Required work: Your task is to copy the stretch of lines in the records below that begins with the line containing "use crate::highlight::HighlightCache;" and ends with the line containing "Create a segment.", exactly as written, with nothing added.

Saved entries:

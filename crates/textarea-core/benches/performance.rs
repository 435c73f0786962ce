use criterion::{BatchSize, Criterion, black_box, criterion_group, criterion_main};
use std::sync::Arc;
use textarea_core::{
    Document, EditorConfig, InputEdit, LanguageRegistry, Parser, Point, Position, SyntaxError,
    SyntaxNode, SyntaxTree, TextEditor, TextInput, TreeCursor,
};

fn large_text(line_count: usize) -> String {
    let mut out = String::with_capacity(line_count * 64);
    for i in 0..line_count {
        out.push_str(&format!(
            "{i:06} the quick brown fox jumps over the lazy dog (textarea-core benchmark line)\n"
        ));
    }
    // Remove the final '\n' to avoid creating an extra trailing empty line.
    out.pop();
    out
}

/// One node per row, under a root spanning the document.
#[derive(Clone)]
struct RowTree {
    nodes: Vec<SyntaxNode>,
}

struct RowCursor<'a> {
    nodes: &'a [SyntaxNode],
    index: usize,
}

impl TreeCursor for RowCursor<'_> {
    fn node(&self) -> SyntaxNode {
        self.nodes[self.index]
    }

    fn goto_first_child(&mut self) -> bool {
        let ok = self.index == 0 && self.nodes.len() > 1;
        if ok {
            self.index = 1;
        }
        ok
    }

    fn goto_next_sibling(&mut self) -> bool {
        let ok = self.index > 0 && self.index + 1 < self.nodes.len();
        if ok {
            self.index += 1;
        }
        ok
    }

    fn goto_parent(&mut self) -> bool {
        let ok = self.index > 0;
        self.index = 0;
        ok
    }
}

impl SyntaxTree for RowTree {
    type Cursor<'a> = RowCursor<'a>;

    fn walk(&self) -> RowCursor<'_> {
        RowCursor {
            nodes: &self.nodes,
            index: 0,
        }
    }

    fn edit(&mut self, _edit: &InputEdit) {}
}

struct RowParser;

impl Parser for RowParser {
    type Tree = RowTree;

    fn parse(&mut self, input: &dyn TextInput, _old_tree: Option<&RowTree>) -> Option<RowTree> {
        let mut nodes = vec![SyntaxNode {
            kind: "source_file",
            start: Point::default(),
            end: Point::default(),
        }];
        let (mut offset, mut point) = (0usize, Point::default());
        loop {
            let chunk = input.read(offset, point);
            if chunk.is_empty() {
                break;
            }
            offset += chunk.len();
            if chunk == b"\n" {
                point = Point::new(point.row + 1, 0);
            } else {
                let end = Point::new(point.row, point.column + chunk.len());
                nodes.push(SyntaxNode {
                    kind: "row",
                    start: point,
                    end,
                });
                point = end;
            }
        }
        nodes[0].end = point;
        Some(RowTree { nodes })
    }
}

struct RowRegistry;

impl LanguageRegistry for RowRegistry {
    type Parser = RowParser;

    fn create_parser(&self, _language: &str) -> Result<RowParser, SyntaxError> {
        Ok(RowParser)
    }

    fn languages(&self) -> Vec<String> {
        vec!["rows".to_string()]
    }
}

fn editor(text: &str) -> TextEditor<RowRegistry> {
    let mut editor = TextEditor::new(Arc::new(RowRegistry), EditorConfig::default());
    editor.load_text(text);
    editor.set_language(Some("rows")).unwrap();
    editor
}

fn bench_large_file_open(c: &mut Criterion) {
    let text = large_text(50_000);
    c.bench_function("large_file_open/50k_lines", |b| {
        b.iter(|| {
            let document = Document::from_text(black_box(&text));
            black_box(document.line_count());
        })
    });
}

fn bench_typing_in_middle(c: &mut Criterion) {
    let text = large_text(50_000);
    c.bench_function("typing_middle/100_inserts", |b| {
        b.iter_batched(
            || {
                let mut editor = editor(&text);
                // Highlight only what a terminal would show.
                editor.set_highlight_window(Some(25_000..25_060));
                editor.move_cursor(Position::new(25_000, 10)).unwrap();
                editor
            },
            |mut editor| {
                for _ in 0..100 {
                    editor.insert_text("x").unwrap();
                }
                black_box(editor.cursor_position());
            },
            BatchSize::LargeInput,
        )
    });
}

fn bench_viewport_render_small_slice(c: &mut Criterion) {
    let text = large_text(50_000);
    let mut editor = editor(&text);

    // Pick a row well into the file to avoid warming only the top-of-document paths.
    editor.move_cursor(Position::new(25_010, 0)).unwrap();
    editor.scroll_cursor_visible(120, 60);

    c.bench_function("viewport_render/60_lines", |b| {
        b.iter(|| {
            let lines = editor.render_viewport(black_box(120), 60);
            black_box(lines.len());
        })
    });
}

criterion_group!(
    benches,
    bench_large_file_open,
    bench_typing_in_middle,
    bench_viewport_render_small_slice
);
criterion_main!(benches);
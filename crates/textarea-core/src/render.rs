//! Line renderer: one document row → styled segments for a terminal row.
//!
//! Rendering works on cells: every character of the row (plus one trailing cell for the cursor to
//! rest on) gets a layered [`Style`], the row is cropped horizontally in terminal cells, and runs
//! of equally-styled cells are merged into [`StyledSegment`]s.

use crate::config::EditorConfig;
use crate::document::Document;
use crate::highlight::HighlightCache;
use crate::position::Position;
use crate::style::Style;
use crate::width::{cell_width_at, char_width};

/// A run of text drawn with one style.
#[derive(Debug, Clone, PartialEq, Eq)]
pub struct StyledSegment {
    /// Text of the run (tabs already expanded).
    pub text: String,
    /// Style of the run.
    pub style: Style,
}

impl StyledSegment {
    /// Create a segment.
    pub fn new(text: impl Into<String>, style: Style) -> Self {
        Self {
            text: text.into(),
            style,
        }
    }
}

/// A rendered terminal row.
#[derive(Debug, Clone, PartialEq, Eq, Default)]
pub struct RenderedLine {
    /// Segments in left-to-right order; adjacent segments never share a style.
    pub segments: Vec<StyledSegment>,
}

impl RenderedLine {
    /// Concatenated text of all segments.
    pub fn plain_text(&self) -> String {
        self.segments.iter().map(|s| s.text.as_str()).collect()
    }

    /// Width of the row in terminal cells.
    pub fn cell_width(&self) -> usize {
        self.segments
            .iter()
            .flat_map(|s| s.text.chars())
            .map(char_width)
            .sum()
    }

    fn push(&mut self, text: &str, style: Style) {
        if text.is_empty() {
            return;
        }
        match self.segments.last_mut() {
            Some(last) if last.style == style => last.text.push_str(text),
            _ => self.segments.push(StyledSegment::new(text, style)),
        }
    }

    fn push_spaces(&mut self, count: usize, style: Style) {
        if count > 0 {
            self.push(&" ".repeat(count), style);
        }
    }
}

/// Width of the line-number gutter for a document of `line_count` rows.
///
/// Room for the digits of `line_count + 1` plus the `"│ "` separator, or 0 when disabled.
pub fn gutter_width(line_count: usize, enabled: bool) -> usize {
    if !enabled {
        return 0;
    }
    let mut n = line_count + 1;
    let mut digits = 1;
    while n >= 10 {
        n /= 10;
        digits += 1;
    }
    digits + 2
}

/// Renders rows of a document with its highlights and cursor.
#[derive(Debug, Clone, Copy)]
pub struct LineRenderer<'a> {
    document: &'a Document,
    highlights: &'a HighlightCache,
    cursor: Option<Position>,
    config: &'a EditorConfig,
}

impl<'a> LineRenderer<'a> {
    /// Create a renderer. `cursor` is `None` when no cursor should be drawn.
    pub fn new(
        document: &'a Document,
        highlights: &'a HighlightCache,
        cursor: Option<Position>,
        config: &'a EditorConfig,
    ) -> Self {
        Self {
            document,
            highlights,
            cursor,
            config,
        }
    }

    /// Render `row` into exactly `viewport_columns` cells.
    ///
    /// The first `gutter_width` cells hold the line number (cut short when the viewport is
    /// narrower than the gutter); the text area shows the row's cells starting at `scroll_x`.
    /// Control characters other than tab are drawn as a space.
    pub fn render(
        &self,
        row: usize,
        viewport_columns: usize,
        gutter_width: usize,
        scroll_x: usize,
    ) -> RenderedLine {
        let theme = &self.config.theme;
        let mut out = RenderedLine::default();

        let Some(line) = self.document.line(row) else {
            out.push_spaces(viewport_columns, theme.text);
            return out;
        };

        let cursor_column = self.cursor.filter(|c| c.row == row).map(|c| c.column);
        let active = cursor_column.is_some();

        let gutter_width = gutter_width.min(viewport_columns);
        if gutter_width > 0 {
            let gutter_style = if active {
                theme.active_line_gutter
            } else {
                theme.gutter
            };
            let number_width = gutter_width.saturating_sub(2);
            let label: String = format!("{:>number_width$}│ ", row + 1)
                .chars()
                .take(gutter_width)
                .collect();
            out.push(&label, gutter_style);
        }

        let base = if active && self.config.highlight_active_line {
            theme.text.patch(theme.active_line)
        } else {
            theme.text
        };

        let chars: Vec<char> = line.chars().chain(std::iter::once(' ')).collect();
        let mut styles = vec![base; chars.len()];

        let line_len = chars.len() - 1;
        for highlight in self.highlights.highlights_for_row(self.document, row) {
            let Some(style) = theme.style_for(highlight.kind) else {
                continue;
            };
            for slot in &mut styles[highlight.columns(line_len)] {
                *slot = slot.patch(style);
            }
        }

        if let Some(column) = cursor_column
            && let Some(slot) = styles.get_mut(column)
        {
            *slot = slot.patch(theme.cursor);
        }

        let text_width = viewport_columns.saturating_sub(gutter_width);
        let (left, right) = (scroll_x, scroll_x.saturating_add(text_width));
        let tab_width = self.config.tab_width;
        let mut x = 0usize;
        let mut buf = [0u8; 4];

        for (&ch, &style) in chars.iter().zip(&styles) {
            if x >= right {
                break;
            }
            // Control characters never reach the terminal.
            let ch = if ch.is_control() && ch != '\t' { ' ' } else { ch };
            let w = cell_width_at(ch, x, tab_width);
            let (cell_start, cell_end) = (x, x + w);
            x = cell_end;

            if cell_end <= left {
                continue;
            }
            let visible = cell_end.min(right) - cell_start.max(left);
            if ch == '\t' || visible < w {
                out.push_spaces(visible, style);
            } else {
                out.push(ch.encode_utf8(&mut buf), style);
            }
        }

        let drawn = x.min(right).saturating_sub(left);
        out.push_spaces(text_width - drawn.min(text_width), base);
        out
    }
}
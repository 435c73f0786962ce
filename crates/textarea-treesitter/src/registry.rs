use crate::tree::TreeSitterParser;
use std::collections::BTreeMap;
use textarea_core::{LanguageRegistry, SyntaxError};
use tracing::debug;

/// Named Tree-sitter languages.
///
/// Registering a name twice replaces the earlier language.
#[derive(Clone, Default)]
pub struct TreeSitterRegistry {
    languages: BTreeMap<String, tree_sitter::Language>,
}

impl TreeSitterRegistry {
    /// Create an empty registry.
    pub fn new() -> Self {
        Self::default()
    }

    /// Register `language` under `name`.
    pub fn register_language(&mut self, name: impl Into<String>, language: tree_sitter::Language) {
        let name = name.into();
        debug!(%name, "tree-sitter language registered");
        self.languages.insert(name, language);
    }

    /// Builder form of [`register_language`](Self::register_language).
    pub fn with_language(mut self, name: impl Into<String>, language: tree_sitter::Language) -> Self {
        self.register_language(name, language);
        self
    }

    /// Look up a registered language.
    pub fn language(&self, name: &str) -> Option<&tree_sitter::Language> {
        self.languages.get(name)
    }

    /// Registered names, sorted.
    pub fn available_languages(&self) -> Vec<String> {
        self.languages.keys().cloned().collect()
    }
}

impl std::fmt::Debug for TreeSitterRegistry {
    fn fmt(&self, f: &mut std::fmt::Formatter<'_>) -> std::fmt::Result {
        f.debug_struct("TreeSitterRegistry")
            .field("languages", &self.languages.keys().collect::<Vec<_>>())
            .finish()
    }
}

impl LanguageRegistry for TreeSitterRegistry {
    type Parser = TreeSitterParser;

    fn create_parser(&self, language: &str) -> Result<TreeSitterParser, SyntaxError> {
        let ts_language = self
            .languages
            .get(language)
            .ok_or_else(|| SyntaxError::UnknownLanguage(language.to_string()))?;
        TreeSitterParser::new(ts_language)
    }

    fn languages(&self) -> Vec<String> {
        self.available_languages()
    }
}
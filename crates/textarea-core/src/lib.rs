#![warn(missing_docs)]
//! Textarea Core - headless, syntax-aware text area kernel
//!
//! # Overview
//!
//! `textarea-core` holds the state of a single-cursor text area: a line-based document, a cursor,
//! a syntax tree kept in step with every edit, and a row-indexed highlight cache that feeds a
//! terminal line renderer. The parser itself is pluggable (see [`syntax`]); `textarea-treesitter`
//! provides a Tree-sitter backend.
//!
//! # Architecture Layers
//!
//! ```text
//! ┌─────────────────────────────────────────────┐
//! │  TextEditor (actions, scrolling)            │  ← Public API
//! ├─────────────────────────────────────────────┤
//! │  LineRenderer (styled segments)             │  ← Rendering Data
//! ├─────────────────────────────────────────────┤
//! │  HighlightCache (row → highlights)          │  ← Visual Enhancement
//! ├─────────────────────────────────────────────┤
//! │  SyntaxTreeAdapter (incremental parsing)    │  ← Syntax
//! ├─────────────────────────────────────────────┤
//! │  Document + Cursor                          │  ← Text Storage
//! └─────────────────────────────────────────────┘
//! ```
//!
//! # Quick Start
//!
//! ```rust
//! use textarea_core::{Document, Position};
//!
//! let mut document = Document::from_text("Hello,\nworld!");
//!
//! // Insert a row between the two existing ones.
//! let end = document
//!     .insert_range(Position::new(0, 6), Position::new(0, 6), "\nbig")
//!     .unwrap();
//! assert_eq!(end, Position::new(1, 3));
//! assert_eq!(document.text(), "Hello,\nbig\nworld!");
//!
//! // Replace across rows.
//! document
//!     .insert_range(Position::new(0, 5), Position::new(2, 0), " ")
//!     .unwrap();
//! assert_eq!(document.text(), "Hello world!");
//! ```
//!
//! # Coordinates
//!
//! - [`Position`] columns count Unicode scalar values (`char`s)
//! - parser [`Point`] columns count UTF-8 bytes
//! - the renderer measures terminal cells (CJK characters take two, tabs expand to tab stops)
//!
//! # Module Description
//!
//! - [`document`] - line storage and the range edit
//! - [`cursor`] - cursor movement
//! - [`syntax`] - parser contract and the syntax tree adapter
//! - [`highlight`] - row-indexed highlight cache
//! - [`render`] - line renderer
//! - [`editor`] - the text area facade

pub mod config;
pub mod cursor;
pub mod document;
pub mod editor;
pub mod error;
pub mod highlight;
pub mod position;
pub mod render;
pub mod style;
pub mod syntax;
mod text;
pub mod width;

pub use config::EditorConfig;
pub use cursor::Cursor;
pub use document::{Document, DocumentEdit};
pub use editor::{EditorAction, TextEditor};
pub use error::{DocumentError, EditorError, SyntaxError};
pub use highlight::{Highlight, HighlightCache};
pub use position::{Position, Range};
pub use render::{LineRenderer, RenderedLine, StyledSegment, gutter_width};
pub use style::{Color, Style, Theme};
pub use syntax::{
    InputEdit, LanguageRegistry, Parser, Point, RegistryTree, SyntaxNode, SyntaxTree,
    SyntaxTreeAdapter, TextInput, TreeCursor, UpdateMode,
};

Task solution:
use crate::highlight::HighlightCache;
use crate::position::Position;
use crate::style::Style;
use crate::width::{cell_width_at, char_width};

/// A run of text drawn with one style.
#[derive(Debug, Clone, PartialEq, Eq)]
pub struct StyledSegment {
    /// Text of the run (tabs already expanded).
    pub text: String,
    /// Style of the run.
    pub style: Style,
}

impl StyledSegment {
    /// Create a segment.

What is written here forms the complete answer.